So was the image of Gruumsh One-eye, god of the orcs, standing across from him, and while the two were shown eyeing each other with expressions that could be considered suspicious, the simple fact that they were not shown with Moradin standing atop the vanquished Gruumsh’s chest elicited stares of disbelief on the faces of all four dwarves. Thibble dorf Pwent even babbled something undecipherable.

“What place was this?” Cordio asked, giving sound to the question that was on all their minds. “What hall? What city?”

“Delzoun,” muttered Bruenor. “Gauntlgrym.”

“Then she’s no place akin to the tales,” said Cordio, and Bruenor shot a glare his way.

“Grander, I’m saying,” the priest quickly added.

“Whatever it was, it was grand indeed,” said Drizzt. “And beyond my expectations when we set out from Mithral Hall. I had thought we would find a hole in the ground, Bruenor, or perhaps a small, ancient settlement.”

“I telled ye it was Gauntlgrym,” Bruenor replied.

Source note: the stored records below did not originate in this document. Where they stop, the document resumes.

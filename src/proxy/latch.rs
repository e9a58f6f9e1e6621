use std::sync::Arc;

use tokio::sync::watch;

/// One-shot notification that stays set once fired.
///
/// Watches taken before or after the latch fires both observe it, so a
/// handler can be attached before the event source exists.
#[derive(Debug, Clone)]
pub struct Latch {
    tx: Arc<watch::Sender<bool>>,
}

impl Latch {
    pub fn new() -> Self {
        let (tx, _) = watch::channel(false);
        Self { tx: Arc::new(tx) }
    }

    /// Set the latch. Returns `true` only for the call that set it.
    pub fn fire(&self) -> bool {
        self.tx.send_if_modified(|set| {
            if *set {
                false
            } else {
                *set = true;
                true
            }
        })
    }

    pub fn is_set(&self) -> bool {
        *self.tx.borrow()
    }

    pub fn watch(&self) -> LatchWatch {
        LatchWatch {
            rx: self.tx.subscribe(),
        }
    }
}

impl Default for Latch {
    fn default() -> Self {
        Self::new()
    }
}

#[derive(Debug)]
pub struct LatchWatch {
    rx: watch::Receiver<bool>,
}

impl LatchWatch {
    /// Resolves once the latch is set. Cancel safe.
    pub async fn wait(&mut self) {
        // A dropped sender can never fire; treat it as set so waiters don't hang.
        let _ = self.rx.wait_for(|set| *set).await;
    }
}
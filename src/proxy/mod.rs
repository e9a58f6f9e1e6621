pub mod bridge;
pub mod connection;
pub mod connector;
pub mod context;
pub mod forwarder;
pub mod latch;
pub mod listener;
pub mod target;

#[cfg(test)]
pub mod testing;
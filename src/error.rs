//! Error types for wfhub.
//!
//! A deposition is a single one-way attempt; every error here is terminal
//! for the attempt and is reported to the operator, who re-runs the whole
//! step to retry.

use thiserror::Error;

/// Result type alias for wfhub operations.
pub type Result<T> = std::result::Result<T, Error>;

/// wfhub error types.
///
/// Each variant includes a code that callers can match programmatically.
#[derive(Error, Debug)]
pub enum Error {
    #[error("Pipeline error: {0}")]
    Pipeline(String),

    #[error("Parse error: {0}")]
    Parse(String),

    #[error("Document error: {0}")]
    Document(String),

    #[error("Validation error: {0}")]
    Validation(String),

    #[error("Package error: {0}")]
    Package(String),

    #[error("Upload error: {0}")]
    Upload(String),

    #[error("Credential error: {0}")]
    Credential(String),

    #[error("Configuration error: {0}")]
    Config(String),

    #[error("HTTP error: {0}")]
    Http(#[from] reqwest::Error),

    #[error("YAML error: {0}")]
    Yaml(#[from] serde_yaml::Error),

    #[error("JSON error: {0}")]
    Json(#[from] serde_json::Error),

    #[error("IO error: {0}")]
    Io(#[from] std::io::Error),
}

impl Error {
    /// Get the error code for programmatic handling.
    pub fn code(&self) -> &'static str {
        match self {
            Error::Pipeline(_) => "PIPELINE_ERROR",
            Error::Parse(_) => "PARSE_ERROR",
            Error::Document(_) => "DOCUMENT_ERROR",
            Error::Validation(_) => "VALIDATION_ERROR",
            Error::Package(_) => "PACKAGE_ERROR",
            Error::Upload(_) => "UPLOAD_ERROR",
            Error::Credential(_) => "CREDENTIAL_ERROR",
            Error::Config(_) => "CONFIG_ERROR",
            Error::Http(_) => "HTTP_ERROR",
            Error::Yaml(_) => "YAML_ERROR",
            Error::Json(_) => "JSON_ERROR",
            Error::Io(_) => "IO_ERROR",
        }
    }
}

#[cfg(test)]
mod tests {
    use super::*;

    #[test]
    fn test_error_codes() {
        assert_eq!(Error::Validation("bad".into()).code(), "VALIDATION_ERROR");
        assert_eq!(Error::Upload("bad".into()).code(), "UPLOAD_ERROR");
    }

    #[test]
    fn test_error_display() {
        let err = Error::Document("steps missing".to_string());
        assert_eq!(err.to_string(), "Document error: steps missing");
    }
}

“If it is, then it is a place to do your Delzoun heritage proud,” said the drow. “If it is not, then let us discover other accomplishments of which you can be rightly proud.”

Bruenor’s stubborn expression softened a bit at those words, and he offered Drizzt a nod and moved off deeper into the room, Thibbledorf at his heel. Drizzt looked to Cordio and Torgar, both of whom nodded their appreciation of his handling of the volatile king.

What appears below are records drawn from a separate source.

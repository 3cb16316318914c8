//! Executed-pipeline type definitions.
//!
//! These types are the capability interface over the host pipeline engine:
//! a step provides its identity, a class name, a human label, a summary,
//! and ordered input/output descriptors. The host's run export (see
//! [`crate::pipeline::parser`]) is the only way instances are created; once
//! parsed they are never mutated.

use serde::{Deserialize, Serialize};

/// A data port declared by an executed step.
///
/// The `id` is the linkage key: an input whose id matches an output id
/// somewhere in the run graph was fed by that output. The `class` names the
/// pipeline object type flowing through the port (e.g. `Volume`,
/// `SetOfParticles`) and drives ontology annotation.
#[derive(Debug, Clone, PartialEq, Eq, Serialize, Deserialize)]
pub struct Port {
    /// Port identifier, unique within one step's input or output list.
    pub id: String,

    /// Pipeline object type name carried by this port.
    #[serde(rename = "class")]
    pub class_name: String,
}

/// One executed step of the source pipeline.
#[derive(Debug, Clone, PartialEq, Eq, Serialize, Deserialize)]
pub struct PipelineStep {
    /// Unique step id within the run graph.
    pub id: String,

    /// Step type name (the protocol class that ran).
    #[serde(rename = "class")]
    pub class_name: String,

    /// Human-readable label given by the operator.
    pub label: String,

    /// Summary text produced by the step after execution.
    pub summary: String,

    /// Ordered input ports.
    #[serde(default)]
    pub inputs: Vec<Port>,

    /// Ordered output ports.
    #[serde(default)]
    pub outputs: Vec<Port>,
}

impl PipelineStep {
    /// Composite class label: `<id>_<class>`.
    ///
    /// The id prefix keeps keys distinct when several steps share a type.
    pub fn class_label(&self) -> String {
        format!("{}_{}", self.id, self.class_name)
    }
}

/// An executed run graph: the ordered collection of steps the host engine
/// reports for one project.
#[derive(Debug, Clone, PartialEq, Eq, Serialize, Deserialize)]
#[serde(transparent)]
pub struct RunGraph {
    pub steps: Vec<PipelineStep>,
}

impl RunGraph {
    /// Get a step by id.
    pub fn get_step(&self, id: &str) -> Option<&PipelineStep> {
        self.steps.iter().find(|s| s.id == id)
    }

    /// Number of steps in the graph.
    pub fn len(&self) -> usize {
        self.steps.len()
    }

    /// Whether the graph has no steps.
    pub fn is_empty(&self) -> bool {
        self.steps.is_empty()
    }
}

#[cfg(test)]
mod tests {
    use super::*;

    #[test]
    fn test_class_label() {
        let step = PipelineStep {
            id: "3".to_string(),
            class_name: "ProtImportMovies".to_string(),
            label: "import movies".to_string(),
            summary: "imported 24 movies".to_string(),
            inputs: vec![],
            outputs: vec![],
        };
        assert_eq!(step.class_label(), "3_ProtImportMovies");
    }

    #[test]
    fn test_get_step() {
        let graph = RunGraph {
            steps: vec![PipelineStep {
                id: "1".to_string(),
                class_name: "ProtCTFFind".to_string(),
                label: "ctffind".to_string(),
                summary: "estimated CTF".to_string(),
                inputs: vec![],
                outputs: vec![],
            }],
        };
        assert!(graph.get_step("1").is_some());
        assert!(graph.get_step("2").is_none());
        assert_eq!(graph.len(), 1);
    }
}
//! Run-export JSON parser.
//!
//! The host pipeline engine exports the executed run graph as a JSON array
//! of step records. A record that lacks a required key (label, summary)
//! aborts the whole deposition attempt: no partial graph is ever produced.

use std::path::Path;

use super::types::RunGraph;
use crate::error::{Error, Result};

/// Parse a run graph from a JSON string.
pub fn parse_run_graph(json: &str) -> Result<RunGraph> {
    if json.trim().is_empty() {
        return Err(Error::Parse("Empty run export".to_string()));
    }

    let graph: RunGraph = serde_json::from_str(json).map_err(|e| {
        let msg = e.to_string();
        if let Some(field) = extract_missing_field(&msg) {
            Error::Parse(format!("Step record is missing required key: {}", field))
        } else {
            Error::Parse(format!("Invalid run export: {}", msg))
        }
    })?;
    Ok(graph)
}

/// Parse a run graph from a file path.
pub fn parse_run_graph_file(path: &Path) -> Result<RunGraph> {
    let content = std::fs::read_to_string(path)?;
    parse_run_graph(&content)
}

fn extract_missing_field(error_message: &str) -> Option<&str> {
    let marker = "missing field `";
    let start = error_message.find(marker)? + marker.len();
    let rest = &error_message[start..];
    let end = rest.find('`')?;
    Some(&rest[..end])
}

It was not Gauntlgrym, all three of them knew—at least, it was not the Gauntlgrym of dwarven legend. But what then?

There wasn’t much to salvage in the library, but they did find a few scrolls that hadn’t fully succumbed to the passage of time. None of them could read the writing on the ancient paper, but there were a few items that could give hints about the craftsmanship of the former residents, and even one tapestry that Regis believed could be cleaned enough to reveal some hints of its former depictions. They gathered their hoard together with great care, rolling and tying the tapestry and softly packing the other items in bags that had held the food they had thus far consumed.

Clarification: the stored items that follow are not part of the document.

//! WorkflowHub client.
//!
//! One blocking multipart POST of the crate zip, authenticated with the
//! operator's API token. No retry: a failed upload ends the attempt and the
//! operator re-runs the whole deposition.

use std::path::Path;
use std::time::Duration;

use reqwest::multipart::{Form, Part};
use reqwest::Client;
use serde::Deserialize;
use tracing::{debug, info};

use crate::config::Config;
use crate::credentials::ApiToken;
use crate::error::{Error, Result};

/// Whether the deposition creates a new entry or a new version of one.
#[derive(Debug, Clone, PartialEq, Eq)]
pub enum Submission {
    /// Create a brand-new WorkflowHub entry.
    New,
    /// Add a version to the existing entry with this workflow id.
    NewVersion(String),
}

/// What WorkflowHub reported back for an accepted deposition.
#[derive(Debug, Clone, PartialEq, Eq)]
pub struct HubReceipt {
    /// Version number the upload became.
    pub latest_version: u32,
    /// URL of that version.
    pub url: String,
}

#[derive(Debug, Deserialize)]
struct HubResponse {
    data: HubData,
}

#[derive(Debug, Deserialize)]
struct HubData {
    attributes: HubAttributes,
}

#[derive(Debug, Deserialize)]
struct HubAttributes {
    latest_version: u32,
    versions: Vec<HubVersion>,
}

#[derive(Debug, Deserialize)]
struct HubVersion {
    url: String,
}

/// WorkflowHub API client.
pub struct HubClient {
    client: Client,
    base_url: String,
    token: ApiToken,
}

impl HubClient {
    /// Build a client from configuration and a token.
    pub fn new(config: &Config, token: ApiToken) -> Result<Self> {
        let client = Client::builder()
            .timeout(Duration::from_secs(config.hub.timeout_seconds))
            .build()?;
        Ok(Self {
            client,
            base_url: config.hub.base_url.trim_end_matches('/').to_string(),
            token,
        })
    }

    /// Endpoint for a submission kind.
    fn endpoint(&self, submission: &Submission) -> String {
        match submission {
            Submission::New => format!("{}/workflows", self.base_url),
            Submission::NewVersion(id) => {
                format!("{}/workflows/{}/create_version", self.base_url, id)
            }
        }
    }

    /// Upload a crate zip and return the receipt for the created version.
    pub async fn submit(
        &self,
        crate_path: &Path,
        team_id: &str,
        submission: &Submission,
    ) -> Result<HubReceipt> {
        let bytes = tokio::fs::read(crate_path).await?;
        let filename = crate_path
            .file_name()
            .map(|n| n.to_string_lossy().into_owned())
            .unwrap_or_else(|| "workflow.crate.zip".to_string());

        let part = Part::bytes(bytes)
            .file_name(filename)
            .mime_str("application/zip")
            .map_err(|e| Error::Upload(format!("Invalid crate MIME type: {}", e)))?;
        let form = Form::new()
            .part("ro_crate", part)
            .text("workflow[project_ids][]", team_id.to_string());

        let endpoint = self.endpoint(submission);
        debug!(endpoint = %endpoint, crate_path = %crate_path.display(), "Submitting crate");

        let response = self
            .client
            .post(&endpoint)
            .header("authorization", format!("Token {}", self.token.reveal()))
            .multipart(form)
            .send()
            .await?;

        let status = response.status();
        if !matches!(status.as_u16(), 200 | 201) {
            let body = response.text().await.unwrap_or_default();
            return Err(Error::Upload(format!(
                "WorkflowHub returned {}: {}",
                status, body
            )));
        }

        let body: HubResponse = response.json().await?;
        let receipt = parse_receipt(body)?;
        info!(
            version = receipt.latest_version,
            url = %receipt.url,
            "WorkflowHub accepted the deposition"
        );
        Ok(receipt)
    }
}

/// Extract the latest version and its URL out of the service response.
fn parse_receipt(response: HubResponse) -> Result<HubReceipt> {
    let attributes = response.data.attributes;
    let latest = attributes.latest_version;
    let version = attributes
        .versions
        .get(latest.saturating_sub(1) as usize)
        .ok_or_else(|| {
            Error::Upload(format!(
                "WorkflowHub response did not include version {}",
                latest
            ))
        })?;
    Ok(HubReceipt {
        latest_version: latest,
        url: version.url.clone(),
    })
}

They were done scouring the hall in less than an afternoon’s time, and finished with a cursory and rather unremarkable examination of the rest of the cavern for just as long after that. Abruptly, and at Bruenor’s insistence, so ended their expedition. Soon after, they climbed back up through the hole that had brought them underground and were greeted by a late winter’s quiet night. At the next break of dawn they began their journey home, where they hoped to find some answers.

CHAPTER 14

POSSIBILITIES

King Obould normally liked the cheering of the many orcs that surrounded his temporary palace, a heavy tent set within a larger tent, set within a larger tent. All three were reinforced with metal and wood, and their entrances opened at different points for further security. Obould’s most trusted guards, heavily armored and with great gleaming weapons, patrolled the two outer corridors.

The security measures were relatively new, as the orc king cemented his grip and began to unfold his strategy—a plan, the cheering that day only reminded him, that might not sit well with the warlike instincts of some of his subjects. He had already waged the first rounds of what he knew would be his long struggle among the stones of Keeper’s Dale. His decision to stand down the attack on Mithral Hall had been met with more than a few mutterings of discontent.

And that had only been the beginning, of course.

He moved along the outer ring of his tent palace to the opened flap and looked out on the gathering on the plaza of the nomadic orc village. At least two hundred of his minions were out there, cheering wildly, thrusting weapons into the air, and clapping each other on the back. Word had come in of a great orc victory in the Moonwood, tales of elf heads spiked on the riverbank.

“We should go there and see the heads,” Kna said to Obould as she curled at his side. “It is a sight that would fill me with lust.”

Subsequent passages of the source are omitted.